Though conservationists have been preaching it for decades, the best way to combat the plastic pollution pandemic is the same it’s always been: recycle and avoid single-use plastics wherever possible. While we can’t remove all plastic from the ocean because most of it has already sunk to the sea floor, we can limit the estimated 8 million pieces of plastic that make their way there every single day.

But as defeatist as it may sound, how can tech-based industries that rely so heavily on plastic be expected to reduce their dependency on the material and remain powerful engines of the global economy?

A partnership between Microsoft and chemical manufacturers at SABIC may satisfy both objectives.

A Resin of Recyclables

The joint effort began as part of a Microsoft initiative to achieve zero waste by 2030, which included an effort to create resins using at least 10% recycled ocean plastics. After learning of the project, SABIC decided to assist.

Already a leader in the use of ocean-bound plastics, SABIC proceeded to source the materials. These were captured from oceans and waterways before being cleaned and processed into recyclable plastic resin pellets, which were then blended with other materials to create a XENOY resin.

The final, manufactured XENOY resin contained 20% recycled ocean plastics. And aside from exceeding Microsoft’s primary material composition goal, the project also consumed less energy and therefore emitted less CO2 than normal because the recycled materials used in the XENOY plastic blend required less processing that traditional materials.

The SABIC XENOY resin created for this project is available as part of the company’s TRUCIRCLE portfolio.
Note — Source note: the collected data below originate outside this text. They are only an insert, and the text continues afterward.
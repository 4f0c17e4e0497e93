use kinetic_core::Observer;

/// Extracts named samples from a run event.
///
/// Implement this on your own event type to pass a [`Recorder`] directly as
/// an observer. Return `None` from [`time`][Traceable::time] to skip the
/// event, or `None` in a trace slot to skip only that trace.
///
/// For event types foreign to your crate, such as
/// [`system::Event`](kinetic_models::system::Event), wrap `&mut Recorder` in a
/// closure and call [`Recorder::record`] instead.
pub trait Traceable<const N: usize> {
    /// The time of this event, or `None` to skip recording entirely.
    fn time(&self) -> Option<f64>;

    /// The sampled value of each trace.
    fn traces(&self) -> [Option<f64>; N];
}

/// An observer that collects `N` named `(time, value)` traces during a run.
///
/// # Example
///
/// ```ignore
/// let mut recorder = Recorder::<1>::new(["height"]);
/// system.run(100, |event: &Event<'_, _>| -> Option<Action> {
///     let ball = event.system.get("ball")?;
///     recorder.record(event.system.elapsed(), [Some(ball.state()[0])]);
///     None
/// });
/// let apex = recorder.series(0).map(|(_, y)| y).fold(f64::MIN, f64::max);
/// ```
#[derive(Debug, Clone)]
pub struct Recorder<const N: usize> {
    names: [String; N],
    data: [Vec<(f64, f64)>; N],
}

impl<const N: usize> Recorder<N> {
    /// Creates an empty recorder with the given trace names.
    #[must_use]
    pub fn new(names: [&str; N]) -> Self {
        Self {
            names: names.map(str::to_owned),
            data: std::array::from_fn(|_| Vec::new()),
        }
    }

    /// Records one sample across all traces.
    ///
    /// A `None` slot skips that trace while leaving the others unaffected.
    pub fn record(&mut self, time: f64, traces: [Option<f64>; N]) {
        for (samples, value) in self.data.iter_mut().zip(traces) {
            if let Some(value) = value {
                samples.push((time, value));
            }
        }
    }

    #[must_use]
    pub fn names(&self) -> &[String; N] {
        &self.names
    }

    /// Iterates over the samples of one trace in recording order.
    ///
    /// Each call starts again from the first sample. An out-of-range index
    /// yields nothing.
    pub fn series(&self, trace: usize) -> impl Iterator<Item = (f64, f64)> + '_ {
        self.data.get(trace).into_iter().flatten().copied()
    }

    /// Iterates over the samples of the trace with the given name.
    pub fn series_named(&self, name: &str) -> impl Iterator<Item = (f64, f64)> + '_ {
        let trace = self.names.iter().position(|n| n == name).unwrap_or(N);
        self.series(trace)
    }

    /// Returns the most recent sample of one trace.
    #[must_use]
    pub fn last(&self, trace: usize) -> Option<(f64, f64)> {
        self.data.get(trace)?.last().copied()
    }

    /// Returns the number of samples in one trace.
    #[must_use]
    pub fn len(&self, trace: usize) -> usize {
        self.data.get(trace).map_or(0, Vec::len)
    }

    /// Returns `true` if no trace holds a sample.
    #[must_use]
    pub fn is_empty(&self) -> bool {
        self.data.iter().all(Vec::is_empty)
    }
}

impl<const N: usize, E, A> Observer<E, A> for Recorder<N>
where
    E: Traceable<N>,
{
    fn observe(&mut self, event: &E) -> Option<A> {
        if let Some(time) = event.time() {
            self.record(time, event.traces());
        }
        None
    }
}

/// Allows `&mut Recorder<N>` to be passed to runs that take an observer by
/// value, so the traces can be read after the run completes.
impl<const N: usize, E, A> Observer<E, A> for &mut Recorder<N>
where
    E: Traceable<N>,
{
    fn observe(&mut self, event: &E) -> Option<A> {
        (*self).observe(event)
    }
}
Bringing Eco-Friendly Tech Full Circle

But where did the SABIC resin end up?

Currently, it is being used in the exterior shell of Microsoft’s Ocean Plastic Mouse, which is sold in 100% recyclable packaging made from wood, natural sugarcane fibers, and most importantly, no plastic.

With this initiative, Microsoft and SABIC hope to not only showcase the possibility of using recycled materials in their technologies, but also set an example of what industry can achieve “when value chain partners use their knowledge and expertise and work together.”

To continue what SABIC calls a “circular economy for plastics” Microsoft launched a free mouse mail-in program so customers can recycle their old peripherals appropriately through contracted partners.